Ultra-High-Field fMRI Reveals a Role for the Subiculum in Scene Perceptual Discrimination.

Author information

Cardiff University Brain Research Imaging Centre, School of Psychology, Cardiff University, Cardiff CF24 4HQ, United Kingdom,
Oxford Centre for Functional MRI of the Brain, Nuffield Department of Clinical Neurosciences, University of Oxford, John Radcliffe Hospital, Oxford OX3 9DU, United Kingdom, and.
Section on Functional Imaging Methods, NIMH, National Institutes of Health, Bethesda, Maryland 20892-1148.
Cardiff University Brain Research Imaging Centre, School of Psychology, Cardiff University, Cardiff CF24 4HQ, United Kingdom.
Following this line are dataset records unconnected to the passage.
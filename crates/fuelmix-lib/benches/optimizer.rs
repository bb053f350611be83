use criterion::{criterion_group, criterion_main, Criterion};
use fuelmix_lib::{
    evaluate_leg, load_regulatory_data, optimize_voyage, FuelBlend, RegulatoryData, Scenario,
    ScenarioParams, SolverStrategy, TripKind, TripLeg,
};
use once_cell::sync::Lazy;
use std::hint::black_box;
use std::path::PathBuf;

fn fixtures_dir() -> PathBuf {
    PathBuf::from(env!("CARGO_MANIFEST_DIR")).join("../../docs/fixtures")
}

static DATA: Lazy<RegulatoryData> = Lazy::new(|| {
    load_regulatory_data(&fixtures_dir().join("regulatory")).expect("fixture data loads")
});
static SCENARIO: Lazy<Scenario> = Lazy::new(|| {
    Scenario::from_path(&fixtures_dir().join("scenarios/three_legs.json"))
        .expect("fixture scenario loads")
});
static LEG: Lazy<TripLeg> = Lazy::new(|| {
    TripLeg::new(TripKind::IntraEu, 3.0e8)
        .with_fixed("MDO", 1_500.0)
        .with_candidates(["VLSFO", "BIO-DIESEL"])
});
static BLEND: Lazy<FuelBlend> = Lazy::new(|| {
    FuelBlend::from_tonnages([("MDO", 3_000.0), ("VLSFO", 2_000.0), ("BIO-DIESEL", 1_000.0)])
        .expect("valid blend")
});

fn benchmark_optimizer(c: &mut Criterion) {
    let data = &*DATA;
    let params = ScenarioParams::new(2030, 100.0);

    c.bench_function("evaluate_leg_intra_eu", |b| {
        let leg = &*LEG;
        let blend = &*BLEND;
        b.iter(|| {
            let result = evaluate_leg(data, leg, blend, &params).expect("leg evaluates");
            black_box(result.breakdown.total_cost)
        });
    });

    let mut group = c.benchmark_group("optimize_three_legs");
    group.sample_size(10);
    for strategy in [
        SolverStrategy::DifferentialEvolution,
        SolverStrategy::ProjectedGradient,
    ] {
        let scenario = &*SCENARIO;
        let config = scenario.optimizer.clone().with_strategy(strategy);
        let legs = scenario.trip_legs();
        group.bench_function(strategy.as_str(), |b| {
            b.iter(|| {
                let result = optimize_voyage(data, &legs, &scenario.params, &config)
                    .expect("voyage optimises");
                black_box(result.objective)
            });
        });
    }
    group.finish();
}

criterion_group!(benches, benchmark_optimizer);
criterion_main!(benches);
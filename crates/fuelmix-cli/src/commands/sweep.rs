//! Sweep command handler: optimises one scenario over a year × CO2 price grid.

use std::io;
use std::path::{Path, PathBuf};

use anyhow::{Context, Result};
use tracing::info;

use fuelmix_cli::output::{write_sweep_summary, OutputFormat};
use fuelmix_cli::terminal::ColorPalette;
use fuelmix_lib::{export_sweep, run_sweep, write_sweep, ExportFormat, SweepGrid};

use super::optimize::Overrides;
use super::{load_data, load_scenario};

/// Parsed sweep arguments.
#[derive(Debug, Clone)]
pub struct SweepRequest {
    pub scenario: PathBuf,
    pub overrides: Overrides,
    pub years: Vec<u16>,
    pub co2_prices: Vec<f64>,
    pub output: Option<PathBuf>,
    pub export: Option<ExportFormat>,
}

impl SweepRequest {
    /// Grid built from the requested axes, falling back to the default axis when one is empty.
    pub fn grid(&self) -> SweepGrid {
        let defaults = SweepGrid::default();
        SweepGrid::new(
            if self.years.is_empty() {
                defaults.years
            } else {
                self.years.clone()
            },
            if self.co2_prices.is_empty() {
                defaults.co2_prices
            } else {
                self.co2_prices.clone()
            },
        )
    }

    /// File export format: explicit flag, then the output extension, then CSV.
    fn export_format(&self, path: &Path) -> ExportFormat {
        self.export
            .or_else(|| ExportFormat::from_path(path))
            .unwrap_or(ExportFormat::Csv)
    }
}

/// Handle the sweep subcommand.
///
/// With `--output` the records go to that file and a summary is printed;
/// otherwise the records themselves are written to stdout.
pub fn handle_sweep(data_dir: Option<&Path>, request: &SweepRequest, format: OutputFormat) -> Result<()> {
    let data = load_data(data_dir)?;
    let mut scenario = load_scenario(&request.scenario)?;
    request.overrides.apply(&mut scenario);

    let records = run_sweep(&data, &scenario, &request.grid()).context("scenario sweep failed")?;

    let stdout = io::stdout();
    let mut out = stdout.lock();
    match &request.output {
        Some(path) => {
            let export = request.export_format(path);
            export_sweep(path, &records, export)
                .with_context(|| format!("failed to write sweep results to {}", path.display()))?;
            info!(path = %path.display(), format = %export, "sweep results written");
            write_sweep_summary(&mut out, &records, path, &ColorPalette::from_env())
                .context("failed to write sweep summary")
        }
        None => {
            let export = request.export.unwrap_or(match format {
                OutputFormat::Json => ExportFormat::Json,
                OutputFormat::Text => ExportFormat::Csv,
            });
            write_sweep(&mut out, &records, export).context("failed to write sweep results")
        }
    }
}
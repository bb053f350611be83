//! Writers for sweep results.

use std::fmt;
use std::fs::File;
use std::io::{BufWriter, Write};
use std::path::Path;
use std::str::FromStr;

use serde::Serialize;

use crate::error::{Error, Result};
use crate::sweep::SweepRecord;

/// File format for exported sweep records.
#[derive(Debug, Clone, Copy, PartialEq, Eq, Serialize)]
#[serde(rename_all = "snake_case")]
pub enum ExportFormat {
    Json,
    Csv,
}

impl ExportFormat {
    /// Infer the format from a file extension.
    pub fn from_path(path: &Path) -> Option<Self> {
        let ext = path.extension()?.to_str()?.to_ascii_lowercase();
        ext.parse().ok()
    }
}

impl fmt::Display for ExportFormat {
    fn fmt(&self, f: &mut fmt::Formatter<'_>) -> fmt::Result {
        f.write_str(match self {
            ExportFormat::Json => "json",
            ExportFormat::Csv => "csv",
        })
    }
}

impl FromStr for ExportFormat {
    type Err = Error;

    fn from_str(s: &str) -> Result<Self> {
        match s.trim().to_ascii_lowercase().as_str() {
            "json" => Ok(ExportFormat::Json),
            "csv" => Ok(ExportFormat::Csv),
            other => Err(Error::invalid_scenario(format!(
                "unsupported export format '{other}' (expected json or csv)"
            ))),
        }
    }
}

/// Write records as a pretty-printed JSON array.
pub fn write_sweep_json<W: Write>(writer: W, records: &[SweepRecord]) -> Result<()> {
    let mut writer = writer;
    serde_json::to_writer_pretty(&mut writer, records)?;
    writeln!(writer)?;
    Ok(())
}

/// Write records as CSV with a header row; failed cells leave figures empty.
pub fn write_sweep_csv<W: Write>(writer: W, records: &[SweepRecord]) -> Result<()> {
    let mut csv_writer = csv::Writer::from_writer(writer);
    for record in records {
        csv_writer.serialize(record)?;
    }
    csv_writer.flush()?;
    Ok(())
}

/// Write records to `writer` in `format`.
pub fn write_sweep<W: Write>(writer: W, records: &[SweepRecord], format: ExportFormat) -> Result<()> {
    match format {
        ExportFormat::Json => write_sweep_json(writer, records),
        ExportFormat::Csv => write_sweep_csv(writer, records),
    }
}

/// Write records to a file, creating parent directories as needed.
pub fn export_sweep(path: &Path, records: &[SweepRecord], format: ExportFormat) -> Result<()> {
    if let Some(parent) = path.parent().filter(|p| !p.as_os_str().is_empty()) {
        std::fs::create_dir_all(parent)?;
    }
    let file = BufWriter::new(File::create(path)?);
    write_sweep(file, records, format)
}
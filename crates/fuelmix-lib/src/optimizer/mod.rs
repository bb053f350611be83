//! Cost-minimising fuel-mix search.
//!
//! This module provides:
//! - [`OptimizerConfig`] - Strategy, aggregation mode and solver budgets
//! - [`BlendSolver`] - Strategy trait implemented by [`DifferentialEvolution`]
//!   and [`ProjectedGradient`]
//! - [`VoyageProblem`] - The voyage cost as a function of candidate percentages
//! - [`optimize_voyage`] - Main entry point returning an [`OptimizedVoyage`]
//!
//! Each leg's fixed tonnage is burnt first. The remaining energy is split
//! between the candidate fuels by their decision percentages and the fixed
//! fuel takes whatever share is left, so every point of the search region
//! meets the leg's energy demand. The reported breakdown is recomputed at the
//! returned point and its energy balance re-checked.

mod config;
mod differential;
mod gradient;
mod problem;
mod projection;
mod solver;

pub use config::{OptimizerConfig, SolverStrategy};
pub use differential::DifferentialEvolution;
pub use gradient::ProjectedGradient;
pub use problem::VoyageProblem;
pub use projection::{is_feasible, project, project_block, repair, SHARE_CAP};
pub use solver::{select_solver, BlendSolver, Objective, OptimizationStatus, SolverOutcome};

use std::collections::BTreeMap;

use serde::{Deserialize, Serialize};
use tracing::info;

use crate::error::Result;
use crate::leg::{ScenarioParams, TripLeg};
use crate::regulatory::RegulatoryData;
use crate::voyage::{AggregationMode, VoyageBreakdown};

/// Result of an optimisation run.
#[derive(Debug, Clone, PartialEq, Serialize, Deserialize)]
pub struct OptimizedVoyage {
    pub strategy: SolverStrategy,
    pub aggregation: AggregationMode,
    pub status: OptimizationStatus,
    pub iterations: usize,
    pub evaluations: usize,
    /// Total cost at the returned point.
    pub objective: f64,
    /// Total cost with all residual energy on the fixed fuels.
    pub baseline_cost: f64,
    /// Raw decision variables, leg by leg.
    pub decision: Vec<f64>,
    /// Candidate percentages of the residual energy per leg.
    pub shares: Vec<BTreeMap<String, f64>>,
    pub breakdown: VoyageBreakdown,
}

impl OptimizedVoyage {
    /// Cost avoided relative to the fixed-fuel baseline.
    pub fn savings(&self) -> f64 {
        self.baseline_cost - self.objective
    }
}

/// Find the cheapest blend for every leg of a voyage.
pub fn optimize_voyage(
    data: &RegulatoryData,
    legs: &[TripLeg],
    params: &ScenarioParams,
    config: &OptimizerConfig,
) -> Result<OptimizedVoyage> {
    config.validate()?;
    let problem = VoyageProblem::new(data, legs, *params, config.aggregation)?;

    let baseline = problem.baseline();
    let baseline_cost = problem.evaluate(&baseline)?;
    let mut starts = vec![baseline];
    if problem.dimension() > 0 {
        starts.push(problem.even_split());
    }

    let solver = select_solver(config.strategy);
    let outcome = solver.minimize(&problem, &starts, config)?;

    let breakdown = problem.breakdown(&outcome.x)?;
    for (decoder, result) in problem.decoders().zip(&breakdown.legs) {
        if let Some(decoder) = decoder {
            decoder.check_energy(data, &result.blend, config.energy_tolerance)?;
        }
    }

    let objective = breakdown.totals.total_cost;
    info!(
        strategy = %config.strategy,
        aggregation = %config.aggregation,
        status = ?outcome.status,
        objective,
        baseline_cost,
        "voyage optimisation complete"
    );

    Ok(OptimizedVoyage {
        strategy: config.strategy,
        aggregation: config.aggregation,
        status: outcome.status,
        iterations: outcome.iterations,
        evaluations: outcome.evaluations + 1,
        objective,
        baseline_cost,
        shares: problem.shares(&outcome.x)?,
        decision: outcome.x,
        breakdown,
    })
}

/// Optimise a single leg.
pub fn optimize_leg(
    data: &RegulatoryData,
    leg: &TripLeg,
    params: &ScenarioParams,
    config: &OptimizerConfig,
) -> Result<OptimizedVoyage> {
    optimize_voyage(data, std::slice::from_ref(leg), params, config)
}

#[cfg(test)]
mod tests {
    use super::*;
    use crate::error::Error;
    use crate::leg::TripKind;
    use crate::regulatory::{FuelProperties, PriceBounds, PriceSchedule, RegulatoryTargets};

    fn data() -> RegulatoryData {
        let priced = |fuel: FuelProperties, min: f64, max: f64| {
            fuel.with_prices(PriceSchedule::generic(PriceBounds::new(min, max)))
        };
        RegulatoryData::new(
            [
                priced(FuelProperties::new("MDO", 42_700.0, 90.77, 3.206), 700.0, 800.0),
                priced(FuelProperties::new("VLSFO", 41_000.0, 91.4, 3.151), 550.0, 650.0),
                priced(FuelProperties::new("BIO-DIESEL", 37_200.0, 20.8, 2.834), 1_200.0, 1_500.0),
                FuelProperties::new("LNG", 49_100.0, 80.0, 2.75),
            ],
            RegulatoryTargets::new(91.16).with_reduction(2030, 6.0),
        )
        .unwrap()
    }

    fn config(strategy: SolverStrategy) -> OptimizerConfig {
        OptimizerConfig::default()
            .with_strategy(strategy)
            .with_seed(42)
            .with_max_iterations(200)
    }

    #[test]
    fn cheaper_candidate_replaces_fixed_fuel() {
        let data = data();
        let leg = TripLeg::new(TripKind::IntraEu, 1.0e6)
            .with_fixed("MDO", 10.0)
            .with_candidates(["VLSFO"]);
        let params = ScenarioParams::new(2030, 100.0);

        for strategy in [
            SolverStrategy::DifferentialEvolution,
            SolverStrategy::ProjectedGradient,
        ] {
            let result = optimize_leg(&data, &leg, &params, &config(strategy)).unwrap();
            assert!(result.objective <= result.baseline_cost);
            assert!(result.shares[0]["VLSFO"] > 99.0, "{strategy}: {:?}", result.shares);
            let leg_result = &result.breakdown.legs[0];
            let total: f64 = leg_result.percentages.values().sum();
            assert!((total - 100.0).abs() < 1e-9);
            assert!((leg_result.blend.tonnes("MDO") - 10.0).abs() < 1e-6);
        }
    }

    #[test]
    fn infeasible_fixed_tonnage_fails_before_search() {
        let leg = TripLeg::new(TripKind::IntraEu, 1.0e6)
            .with_fixed("MDO", 100.0)
            .with_candidates(["VLSFO"]);
        let err = optimize_leg(
            &data(),
            &leg,
            &ScenarioParams::new(2030, 100.0),
            &config(SolverStrategy::DifferentialEvolution),
        )
        .unwrap_err();
        assert!(matches!(err, Error::InfeasibleRegion { .. }));
    }

    #[test]
    fn unpriced_candidate_is_reported() {
        let leg = TripLeg::new(TripKind::IntraEu, 1.0e6).with_candidates(["LNG"]);
        let err = optimize_leg(
            &data(),
            &leg,
            &ScenarioParams::new(2030, 100.0),
            &config(SolverStrategy::DifferentialEvolution),
        )
        .unwrap_err();
        assert!(matches!(err, Error::UnknownFuel { code, .. } if code == "LNG"));
    }

    #[test]
    fn berth_only_voyage_has_no_variables() {
        let leg = TripLeg::new(TripKind::Berth, 4.27e5);
        let result = optimize_leg(
            &data(),
            &leg,
            &ScenarioParams::new(2030, 100.0),
            &config(SolverStrategy::DifferentialEvolution),
        )
        .unwrap();
        assert!(result.decision.is_empty());
        assert_eq!(result.status, OptimizationStatus::Converged);
        assert_eq!(result.objective, result.baseline_cost);
    }
}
Recent "representational" accounts suggest a key role for the hippocampus in complex scene perception. Due to limitations in scanner field strength, however, the functional neuroanatomy of hippocampal-dependent scene perception is unknown. Here, we applied 7 T high-resolution functional magnetic resonance imaging (fMRI) alongside a perceptual oddity task, modified from nonhuman primate studies. This task requires subjects to discriminate highly similar scenes, faces, or objects from multiple viewpoints, and has revealed selective impairments during scene discrimination following hippocampal lesions. Region-of-interest analyses identified a preferential response in the subiculum subfield of the hippocampus during scene, but not face or object, discriminations. Notably, this effect was in the anteromedial subiculum and was not modulated by whether scenes were subsequently remembered or forgotten. These results highlight the value of ultra-high-field fMRI in generating more refined, anatomically informed, functional accounts of hippocampal contributions to cognition, and a unique role for the human subiculum in discrimination of complex scenes from different viewpoints.SIGNIFICANCE STATEMENT There is increasing evidence that the human hippocampus supports functions beyond just episodic memory, with human lesion studies suggesting a contribution to the perceptual processing of navigationally relevant, complex scenes. While the hippocampus itself contains several small, functionally distinct subfields, examining the role of these in scene processing has been previously limited by scanner field strength. By applying ultra-high-resolution 7 T fMRI, we delineated the functional contribution of individual hippocampal subfields during a perceptual discrimination task for scenes, faces, and objects. This demonstrated that the discrimination of scenes, relative to faces and objects, recruits the anterior subicular region of the hippocampus, regardless of whether scenes were subsequently remembered or forgotten.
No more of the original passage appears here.